The 1000$ price tag combined with what this camera offers seems hilarious when you compare it to the just announced Sony RX100 mk4. Seems like Sony is so far ahead of Canon lately it's stunning.


----------



## Chaitanya (Jun 18, 2015)

dead on arrival.


----------



## Chaitanya (Jun 18, 2015)

dilbert said:


> peterisviksna said:
> 
> 
> > The 1000$ price tag combined with what this camera offers seems hilarious when you compare it to the just announced Sony RX100 mk4. Seems like Sony is so far ahead of Canon lately it's stunning.
> ...



Canon name doesnt mean absolute best in Iq now a days. Also look at offerings from competition in this segment. there are a lot of essential features lacking. I can live with missing EVF, but lack of 4K or even high speed video modes at 1080p makes throws camera out of consideration for a backup compact in my bag. Sony RX10 mk ii released two days back has excellent video features and I might get that camera to accompany my main Canon macro kit for video work.


----------



## AvTvM (Jun 18, 2015)

Canon now officially one full generation behind Sony. 
Last gen Sony sensor, no built-in EVF, Contrast-AF only (no PDAF) ... BUT 1k price tag. 
Management obviously totally clueless. 
Does not look good for 'em.


----------



## powershot2012 (Jun 18, 2015)

Just wrong in so many ways...

First the mishap of the G1X II, then the G7X, now this Canonitis G3X.


----------



## LonelyBoy (Jun 18, 2015)

dilbert said:


> I dunno, all these naysayers.
> 
> What about the Canon _system_?
> And isn't Canon *the* #1 camera seller?
> ...



Systems matter... for the DSLR line. Not so much for compacts. Not going to use awesome L glass with this, or a powerful setup of Speedlites. The superzoom segment doesn't appeal to me at all, but this is too big to take instead of the SL1 and too expensive to be a backup travel camera.

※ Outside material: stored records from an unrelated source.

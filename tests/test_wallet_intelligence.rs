//! Integration tests for wallet intelligence: token population analysis,
//! entry ranking, and holder-quality evaluation.

mod common;

use chrono::{Duration, Utc};
use std::sync::Arc;

use common::MockGateway;
use memoracle::cache::{CacheHandle, MemoryCache};
use memoracle::config::{MemoryConfig, Tunings, WalletIntelligenceConfig};
use memoracle::gateway::{TagDistribution, TokenWalletTagsStat, TraderActivity, WalletInfo};
use memoracle::storage::{MemStore, Store};
use memoracle::{TrustNetwork, WalletIntelligence};

async fn intelligence() -> (Arc<MockGateway>, Arc<MemStore>, WalletIntelligence) {
    let gateway = Arc::new(MockGateway::new());
    let store = Arc::new(MemStore::new());
    let trust = Arc::new(TrustNetwork::new(
        store.clone(),
        CacheHandle::new(Arc::new(MemoryCache::new())),
        MemoryConfig::default(),
        Tunings::default(),
    ));
    let intel = WalletIntelligence::new(
        gateway.clone(),
        trust,
        WalletIntelligenceConfig::default(),
    );
    (gateway, store, intel)
}

fn trader(address: &str, buys: i64, sells: i64, entered_hours_ago: i64) -> TraderActivity {
    TraderActivity {
        address: address.to_string(),
        buy_volume: 100.0 * buys as f64,
        sell_volume: 50.0 * sells as f64,
        buy_count: buys,
        sell_count: sells,
        trade_count: buys + sells,
        first_trade: Some(Utc::now() - Duration::hours(entered_hours_ago)),
        last_trade: Some(Utc::now() - Duration::hours(1)),
        tags: Vec::new(),
    }
}

#[tokio::test]
async fn test_analyze_token_wallets_ranks_and_rollups() {
    let (gateway, store, intel) = intelligence().await;

    for (wallet, score) in [("W1", 80.0), ("W2", 65.0), ("W3", 40.0)] {
        store
            .save_wallet_trust_score(wallet, score, Utc::now())
            .await
            .unwrap();
    }
    gateway
        .set_traders(
            "T1",
            vec![
                trader("W2", 4, 2, 10),
                trader("W1", 6, 2, 20),
                trader("W3", 2, 2, 5),
            ],
        )
        .await;

    let analysis = intel.analyze_token_wallets("T1").await.unwrap();

    assert_eq!(analysis.total_wallets, 3);
    // Earliest entrant first: W1 entered 20h ago.
    assert_eq!(analysis.wallet_details[0].address, "W1");
    assert_eq!(analysis.wallet_details[0].entry_rank, 1);
    assert_eq!(analysis.wallet_details[2].address, "W3");

    // One wallet at or above the smart threshold.
    assert_eq!(analysis.trust_metrics.smart_money_count, 1);
    assert!((analysis.trust_metrics.smart_money_ratio - 1.0 / 3.0).abs() < 1e-9);
    // W1 and W2 clear the trusted floor among the early entrants.
    assert!((analysis.trust_metrics.early_trusted_ratio - 2.0 / 3.0).abs() < 1e-9);

    // True per-side counts: 12 buys vs 6 sells.
    assert_eq!(analysis.trade_patterns.buy_orders, 12);
    assert_eq!(analysis.trade_patterns.sell_orders, 6);
    assert!((analysis.trade_patterns.buy_sell_ratio - 2.0).abs() < 1e-9);

    // W1 carries the smart category and the trusted one.
    let w1 = analysis
        .wallet_details
        .iter()
        .find(|d| d.address == "W1")
        .unwrap();
    assert!(w1.has_category("smart"));
    assert!(w1.has_category("trusted"));
}

#[tokio::test]
async fn test_sniper_counts_from_tag_stats() {
    let (gateway, _store, intel) = intelligence().await;
    gateway
        .set_traders("T2", vec![trader("W1", 1, 0, 1), trader("W2", 1, 0, 2)])
        .await;
    gateway
        .set_tag_stats(
            "T2",
            TokenWalletTagsStat {
                distributions: vec![
                    TagDistribution {
                        tag: "sniper".to_string(),
                        count: 1,
                    },
                    TagDistribution {
                        tag: "bot".to_string(),
                        count: 1,
                    },
                ],
            },
        )
        .await;

    let analysis = intel.analyze_token_wallets("T2").await.unwrap();
    assert_eq!(analysis.sniper_count, 1);
    assert_eq!(analysis.wallet_categories.bot, 1);
    assert!((analysis.sniper_ratio - 0.5).abs() < 1e-9);
}

#[tokio::test]
async fn test_holder_quality_report_with_sniper_penalty() {
    let (gateway, store, intel) = intelligence().await;

    // Four wallets, two smart; half the population tagged sniper.
    for (wallet, score) in [("W1", 90.0), ("W2", 85.0), ("W3", 30.0), ("W4", 30.0)] {
        store
            .save_wallet_trust_score(wallet, score, Utc::now())
            .await
            .unwrap();
    }
    gateway
        .set_traders(
            "T3",
            vec![
                trader("W1", 2, 0, 10),
                trader("W2", 2, 0, 9),
                trader("W3", 2, 0, 8),
                trader("W4", 2, 0, 7),
            ],
        )
        .await;
    gateway
        .set_tag_stats(
            "T3",
            TokenWalletTagsStat {
                distributions: vec![TagDistribution {
                    tag: "sniper".to_string(),
                    count: 2,
                }],
            },
        )
        .await;

    let report = intel.evaluate_token_holders("T3").await.unwrap();
    assert_eq!(report.total_holders, 4);
    assert_eq!(report.smart_money_count, 2);
    assert!((report.sniper_ratio - 0.5).abs() < 1e-9);

    // (0.5·0.5 + 0.3·0.5)·100 − 200·(0.5−0.1) = 40 − 80, clamped to 0.
    assert_eq!(report.quality_score, 0.0);
    assert!((0.0..=100.0).contains(&report.quality_score));
}

#[tokio::test]
async fn test_analyze_wallet_adds_classification_tags() {
    let (gateway, store, intel) = intelligence().await;

    store
        .save_wallet_trust_score("W1", 80.0, Utc::now())
        .await
        .unwrap();
    gateway
        .set_wallet_info(
            "W1",
            WalletInfo {
                address: "W1".to_string(),
                tags: vec!["smart_money".to_string()],
            },
        )
        .await;
    gateway
        .set_wallet_stat(
            "W1",
            memoracle::gateway::WalletStat {
                total_trades: 50,
                winning_trades: 40,
                total_profit: 1000.0,
                fast_tx_ratio: 0.0,
            },
        )
        .await;

    let profile = intel.analyze_wallet("W1").await.unwrap();
    // 100·0.3 + 0.5·20 + 30 = 70: smart money.
    assert!(profile.tags.iter().any(|t| t == "smart_money"));
    assert_eq!(profile.trust_score, 80.0);
    assert!((profile.win_rate - 0.8).abs() < 1e-9);
}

And it's not cheap enough for beginning photo enthusiasts to get instead of an entry DSLR (from anyone) and an extra lens or two.

You are aware it's ok to like the Canon DSLRs and not worship everything the company does, right? I certainly don't use their printers..


----------



## Canon Rumors Guy (Jun 18, 2015)

I didn't even post preorder links.....


----------



## JoeDavid (Jun 18, 2015)

peterisviksna said:


> The 1000$ price tag combined with what this camera offers seems hilarious when you compare it to the just announced Sony RX100 mk4. Seems like Sony is so far ahead of Canon lately it's stunning.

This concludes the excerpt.